This unique edition of Anton Chekhov's collected works has been formatted to the highest digital standards and adjusted for readability on all devices. Anton Chekhov (1860-1904) was a Russian physician, dramaturge and author who is often referred to as one of the seminal figures in the birth of early modernism in the theatre. He made no apologies for the difficulties he posed to the readers, insisting that the role of an artist was to ask questions, not to answer them. Content: Introduction: Biography by Constance Garnett Novel: The Shooting Party Plays: On the High Road Swan Song Ivanoff Anniversary Jubilee Proposal Wedding Bear Boor Seagull Reluctant Hero Uncle Vanya Three Sisters Cherry Orchard On the Harmfulness of Tobacco Wood Demon Novellas and Short Stories: Living Chattel Bliss Joy At The Barber's Enigmatic Nature Classical Student Matter of Classics Death of A Government Clerk Daughter of Albion Trousseau Inquiry Fat and Thin Tragic Actor Slanderer Bird Market Choristers Album Minds in Ferment Chameleon In The Graveyard Oysters Swedish Match Safety Match The Marshal's Widow Small Fry In an Hotel Boots Nerves Country Cottage Malingerers Fish Horsey Name Gone Astray Huntsman Malefactor Father of the Family Dead Body Cook's Wedding In A Strange Land Overdoing It Old Age Sorrow Oh! The Public Mari D'Elle The Looking-Glass Art A Blunder Children Misery Upheaval Actor's End The Requiem Anyuta Ivan Matveyitch The Witch Story Without an End Joke Agafya Nightmare Grisha Love Easter Eve Ladies Strong Impressions Gentleman Friend Happy Man Privy Councillor Day in the Country At a Summer Villa Panic Fears Chemist's Wife Not Wanted Chorus Girl Schoolmaster Troublesome Visitor Husband Misfortune Pink Stocking Martyrs First-Class Passenger Talent Dependents Jeune Premier In The Dark Trivial Incident Tripping Tongue Trifle from Life Difficult People In the Court Peculiar Man Mire Dreams Hush ...

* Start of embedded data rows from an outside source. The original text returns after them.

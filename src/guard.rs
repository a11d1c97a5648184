//! Containment validation for user-supplied repository names.
//!
//! Joining untrusted names onto the repositories root is the only place user
//! input reaches the filesystem, so every open and create goes through here.

use std::path::{Component, Path, PathBuf};

use crate::{Error, Result};

/// Validate `name` against `root` and return the path it resolves to.
///
/// The result is guaranteed to sit strictly inside `root`. Absolute names,
/// `..` escapes and, for paths that already exist, symlinks pointing outside
/// the root are rejected with [`Error::InvalidPath`].
pub fn validated_path(root: &Path, name: &str) -> Result<PathBuf> {
    if name.is_empty() {
        return Err(Error::InvalidPath("empty name".into()));
    }
    if name.contains('\0') {
        return Err(Error::InvalidPath("name contains NUL".into()));
    }

    let candidate = Path::new(name);
    if candidate.is_absolute() {
        return Err(Error::InvalidPath(format!("absolute path: {}", name)));
    }

    // Lexical normalization: resolve `.` and `..` without touching the
    // filesystem, refusing any `..` that would climb above the root.
    let mut resolved = root.to_path_buf();
    let mut depth = 0usize;
    for component in candidate.components() {
        match component {
            Component::Normal(part) => {
                resolved.push(part);
                depth += 1;
            }
            Component::CurDir => {}
            Component::ParentDir => {
                if depth == 0 {
                    return Err(Error::InvalidPath(format!(
                        "escapes the repository root: {}",
                        name
                    )));
                }
                resolved.pop();
                depth -= 1;
            }
            Component::RootDir | Component::Prefix(_) => {
                return Err(Error::InvalidPath(format!("absolute path: {}", name)));
            }
        }
    }
    if depth == 0 {
        return Err(Error::InvalidPath(format!(
            "resolves to the root itself: {}",
            name
        )));
    }

    // The normalized result, with the root as a whole-component prefix, must
    // still be inside the root.
    if !resolved.starts_with(root) {
        return Err(Error::InvalidPath(format!(
            "escapes the repository root: {}",
            name
        )));
    }

    // Symlinks can only be checked once the path exists on disk.
    if resolved.exists() {
        let canonical = resolved.canonicalize()?;
        let canonical_root = root.canonicalize()?;
        if !canonical.starts_with(&canonical_root) {
            return Err(Error::InvalidPath(format!(
                "symlink escapes the repository root: {}",
                name
            )));
        }
    }

    Ok(resolved)
}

Dramas, such as The Seagull (1896, revised 1898), and including "A Dreary Story" (1889) of Russian writer Anton Pavlovich Chekhov, also Chekov, concern the inability of humans to communicate.
Born (Антон Павлович Чехов) in the small southern seaport of Taganrog, the son of a grocer. His grandfather, a serf, bought his own freedom and that of his three sons in 1841. He also taught to read. A cloth merchant fathered Yevgenia Morozova, his mother.
"When I think back on my childhood," Chekhov recalled, "it all seems quite gloomy to me." Tyranny of his father, religious fanaticism, and long nights in the store, open from five in the morning till midnight, shadowed his early years. He attended a school for Greek boys in Taganrog from 1867 to 1868 and then Taganrog grammar school. Bankruptcy of his father compelled the family to move to Moscow. At the age of 16 years in 1876, independent Chekhov for some time alone in his native town supported through private tutoring.
In 1879, Chekhov left grammar school and entered the university medical school at Moscow. In the school, he began to publish hundreds of short comics to support his mother, sisters and brothers. Nicholas Leikin published him at this period and owned Oskolki (splinters), the journal of Saint Petersburg. His subjected silly social situations, marital problems, and farcical encounters among husbands, wives, mistresses, and lust; even after his marriage, Chekhov, the shy author, knew not much of whims of young women.
Nenunzhaya pobeda, first novel of Chekhov, set in 1882 in Hungary, parodied the novels of the popular Mór Jókai. People also mocked ideological optimism of Jókai as a politician.
Chekhov graduated in 1884 and practiced medicine. He worked from 1885 in Peterburskaia gazeta.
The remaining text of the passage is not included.